§ Required action: Return only what lies between the first line of the entries and the line containing "do return them.", both lines included.

§ Stored entries:
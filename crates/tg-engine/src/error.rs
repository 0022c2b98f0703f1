// error.rs — Error types for the decision engine.
//
// `evaluate()` never returns these: every error raised inside the pipeline
// is mapped by `category()` onto a DecisionSource and turned into a
// fail-closed decision by the ErrorHandler. Administrative calls
// (`build`, `update_policy`, restore calls) do return them.

use std::path::PathBuf;

use thiserror::Error;

use tg_guard::GuardError;
use tg_policy::{DecisionSource, PolicyError};

/// Errors that can occur inside the engine.
#[derive(Debug, Error)]
pub enum EngineError {
    /// Policy loading, validation, or persistence failed.
    #[error(transparent)]
    Policy(#[from] PolicyError),

    /// The security guard could not complete its checks.
    #[error(transparent)]
    Guard(#[from] GuardError),

    /// Opening an audit sink failed.
    #[error(transparent)]
    Audit(#[from] tg_audit::AuditError),

    /// `engine.toml` could not be read.
    #[error("failed to read engine config at {path}: {source}")]
    ConfigIo {
        path: PathBuf,
        source: std::io::Error,
    },

    /// `engine.toml` is not valid TOML or has wrong types.
    #[error("invalid engine config at {path}: {source}")]
    ConfigParse {
        path: PathBuf,
        source: toml::de::Error,
    },

    /// A replacement policy failed validation.
    #[error("policy rejected: {}", errors.join("; "))]
    PolicyRejected { errors: Vec<String> },

    /// The per-user hourly cap is exhausted.
    #[error("rate limit exceeded for user '{user}': {limit} operations per window")]
    RateLimited { user: String, limit: u32 },

    /// Waited too long for a classification slot.
    #[error("overloaded: no classification slot within {waited_ms}ms")]
    Overloaded { waited_ms: u64 },

    /// A pipeline stage panicked.
    #[error("internal panic: {0}")]
    Panic(String),

    /// The engine has been shut down.
    #[error("engine is shut down")]
    ShutDown,
}

impl EngineError {
    /// Map onto the error taxonomy carried by fail-closed decisions.
    pub fn category(&self) -> DecisionSource {
        match self {
            EngineError::Policy(PolicyError::InvalidOperation { .. }) => DecisionSource::Validation,
            EngineError::Policy(_)
            | EngineError::ConfigIo { .. }
            | EngineError::ConfigParse { .. }
            | EngineError::PolicyRejected { .. } => DecisionSource::Config,
            EngineError::Guard(GuardError::Policy(_))
            | EngineError::Guard(GuardError::IoError { .. })
            | EngineError::Guard(GuardError::Audit(_)) => DecisionSource::Config,
            EngineError::Guard(_) => DecisionSource::Security,
            EngineError::RateLimited { .. } => DecisionSource::RateLimit,
            EngineError::Overloaded { .. } => DecisionSource::Overload,
            EngineError::Audit(_) | EngineError::Panic(_) | EngineError::ShutDown => {
                DecisionSource::Internal
            }
        }
    }
}
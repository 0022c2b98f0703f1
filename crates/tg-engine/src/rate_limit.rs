// rate_limit.rs — Per-user fixed-window counters.
//
// Each user gets one window: a counter and the instant the window opened.
// Once `window` has elapsed the counter starts over. The limit itself comes
// from the active policy (`security.maxAutoApprovalPerHour`) on every call,
// so a policy reload takes effect immediately.
//
// DashMap's entry guard makes check-and-increment atomic per user; two
// concurrent callers for the same user can never both take the last slot.

use std::time::{Duration, Instant};

use dashmap::DashMap;

/// Counter for one user.
#[derive(Debug, Clone, Copy)]
struct RateWindow {
    count: u32,
    started: Instant,
}

/// Why a call was refused.
#[derive(Debug, Clone, Copy, PartialEq, Eq)]
pub struct RateLimitExceeded {
    pub limit: u32,
    /// Time until the user's window resets.
    pub retry_after: Duration,
}

pub struct RateLimiter {
    windows: DashMap<String, RateWindow>,
    window: Duration,
}

impl RateLimiter {
    pub fn new(window: Duration) -> Self {
        Self {
            windows: DashMap::new(),
            window,
        }
    }

    /// Count one operation for `user`. Refused operations are not counted.
    ///
    /// Returns how many operations remain in the current window.
    pub fn check_and_record(&self, user: &str, limit: u32) -> Result<u32, RateLimitExceeded> {
        self.check_and_record_at(user, limit, Instant::now())
    }

    pub fn check_and_record_at(
        &self,
        user: &str,
        limit: u32,
        now: Instant,
    ) -> Result<u32, RateLimitExceeded> {
        let mut entry = self.windows.entry(user.to_string()).or_insert(RateWindow {
            count: 0,
            started: now,
        });
        if now.saturating_duration_since(entry.started) >= self.window {
            entry.count = 0;
            entry.started = now;
        }
        if entry.count >= limit {
            let retry_after = self
                .window
                .saturating_sub(now.saturating_duration_since(entry.started));
            return Err(RateLimitExceeded { limit, retry_after });
        }
        entry.count += 1;
        Ok(limit - entry.count)
    }

    /// Operations counted for `user` in the current window.
    pub fn current(&self, user: &str) -> u32 {
        self.windows.get(user).map(|w| w.count).unwrap_or(0)
    }

    /// Forget windows that have fully elapsed. Called from a background task.
    pub fn cleanup(&self) -> usize {
        let before = self.windows.len();
        let window = self.window;
        self.windows
            .retain(|_, w| w.started.elapsed() < window);
        before - self.windows.len()
    }

    pub fn tracked_users(&self) -> usize {
        self.windows.len()
    }
}
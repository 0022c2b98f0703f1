// audit.rs — Audit subcommands: verify, tail.

use std::path::PathBuf;

use clap::Subcommand;

use tg_audit::{AuditError, DecisionRecord, JsonlAuditLogger, RecordKind};
use tg_engine::EngineConfig;

#[derive(Subcommand)]
pub enum AuditCommands {
    /// Verify the decision log hash chain.
    Verify {
        /// Path to the log (defaults to .trustgate/audit.jsonl).
        #[arg(long)]
        log: Option<PathBuf>,
    },
    /// Show recent decisions.
    Tail {
        /// Path to the log (defaults to .trustgate/audit.jsonl).
        #[arg(long)]
        log: Option<PathBuf>,
        /// Number of records to show.
        #[arg(short, default_value = "10")]
        n: usize,
    },
}

pub fn execute(cmd: &AuditCommands, config: &EngineConfig) -> anyhow::Result<()> {
    match cmd {
        AuditCommands::Verify { log } => {
            let path = log.clone().unwrap_or_else(|| config.audit_log.clone());
            if !path.exists() {
                println!("No audit log found at {}", path.display());
                return Ok(());
            }
            match JsonlAuditLogger::verify_chain(&path) {
                Ok(count) => {
                    println!("Audit log verified: {} record(s), hash chain intact.", count);
                }
                Err(AuditError::IntegrityViolation {
                    line,
                    expected,
                    actual,
                }) => {
                    println!("INTEGRITY VIOLATION at line {}:", line);
                    println!("  Expected previous_hash: {}", expected);
                    println!("  Actual previous_hash:   {}", actual);
                    anyhow::bail!("audit log integrity check failed");
                }
                Err(e) => return Err(e.into()),
            }
        }
        AuditCommands::Tail { log, n } => {
            let path = log.clone().unwrap_or_else(|| config.audit_log.clone());
            if !path.exists() {
                println!("No audit log found at {}", path.display());
                return Ok(());
            }
            let records = JsonlAuditLogger::read_all(&path)?;
            let recent = &records[records.len().saturating_sub(*n)..];
            if recent.is_empty() {
                println!("No audit records.");
                return Ok(());
            }
            println!(
                "{:<20} {:<12} {:<10} {:<8} COMMAND",
                "TIMESTAMP", "USER", "VERDICT", "RISK"
            );
            println!("{}", "-".repeat(80));
            for record in recent {
                println!(
                    "{:<20} {:<12} {:<10} {:<8} {}",
                    record.recorded_at.format("%Y-%m-%d %H:%M:%S"),
                    record.user.as_deref().unwrap_or("-"),
                    verdict(record),
                    record.decision.risk_level,
                    record.operation.command_line(),
                );
            }
        }
    }
    Ok(())
}

fn verdict(record: &DecisionRecord) -> &'static str {
    match (&record.kind, &record.execution_result) {
        (RecordKind::Execution, Some(result)) if result.success => "ran",
        (RecordKind::Execution, _) => "failed",
        _ if record.decision.approved => "approved",
        _ if record.decision.requires_manual_approval => "manual",
        _ => "denied",
    }
}
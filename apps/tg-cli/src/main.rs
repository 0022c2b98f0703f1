//! # tg-cli
//!
//! Command-line host for the trustgate decision engine.
//!
//! - `trustgate evaluate`: run one operation through the engine and print the decision
//! - `trustgate policy validate/show`: check or display the active policy
//! - `trustgate security status/restore`: inspect or reset the security state
//! - `trustgate audit verify/tail`: inspect the hash-chained decision log

mod commands;

use std::path::PathBuf;

use clap::{Parser, Subcommand};
use tracing_subscriber::EnvFilter;

use tg_engine::EngineConfig;

/// Trustgate: decide which agent operations may run unattended.
#[derive(Parser)]
#[command(name = "trustgate", version, about)]
struct Cli {
    /// Project root directory (defaults to current directory).
    #[arg(long, default_value = ".")]
    project_root: PathBuf,

    #[command(subcommand)]
    command: Commands,
}

#[derive(Subcommand)]
enum Commands {
    /// Evaluate a single operation.
    Evaluate(commands::evaluate::EvaluateArgs),
    /// Validate or display the policy.
    Policy {
        #[command(subcommand)]
        command: commands::policy::PolicyCommands,
    },
    /// Inspect or restore the security state.
    Security {
        #[command(subcommand)]
        command: commands::security::SecurityCommands,
    },
    /// Inspect the decision log.
    Audit {
        #[command(subcommand)]
        command: commands::audit::AuditCommands,
    },
}

#[tokio::main]
async fn main() -> anyhow::Result<()> {
    // Decisions go to stdout; logs stay on stderr.
    tracing_subscriber::fmt()
        .with_env_filter(
            EnvFilter::from_default_env()
                .add_directive("tg_engine=info".parse()?)
                .add_directive("tg_guard=info".parse()?),
        )
        .with_writer(std::io::stderr)
        .with_ansi(false)
        .init();

    let cli = Cli::parse();
    let project_root = cli.project_root.canonicalize().unwrap_or(cli.project_root);
    let config = EngineConfig::load(&project_root)?;

    match &cli.command {
        Commands::Evaluate(args) => commands::evaluate::execute(args, &config).await,
        Commands::Policy { command } => commands::policy::execute(command, &config),
        Commands::Security { command } => commands::security::execute(command, &config),
        Commands::Audit { command } => commands::audit::execute(command, &config),
    }
}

§ Reply to the task:
filename crates/tg-engine/src/error.rs
repository 0022c2b98f0703f1
// error.rs — Error types for the decision engine.
//
// `evaluate()` never returns these: every error raised inside the pipeline
// is mapped by `category()` onto a DecisionSource and turned into a
// fail-closed decision by the ErrorHandler. Administrative calls
// (`build`, `update_policy`, restore calls) do return them.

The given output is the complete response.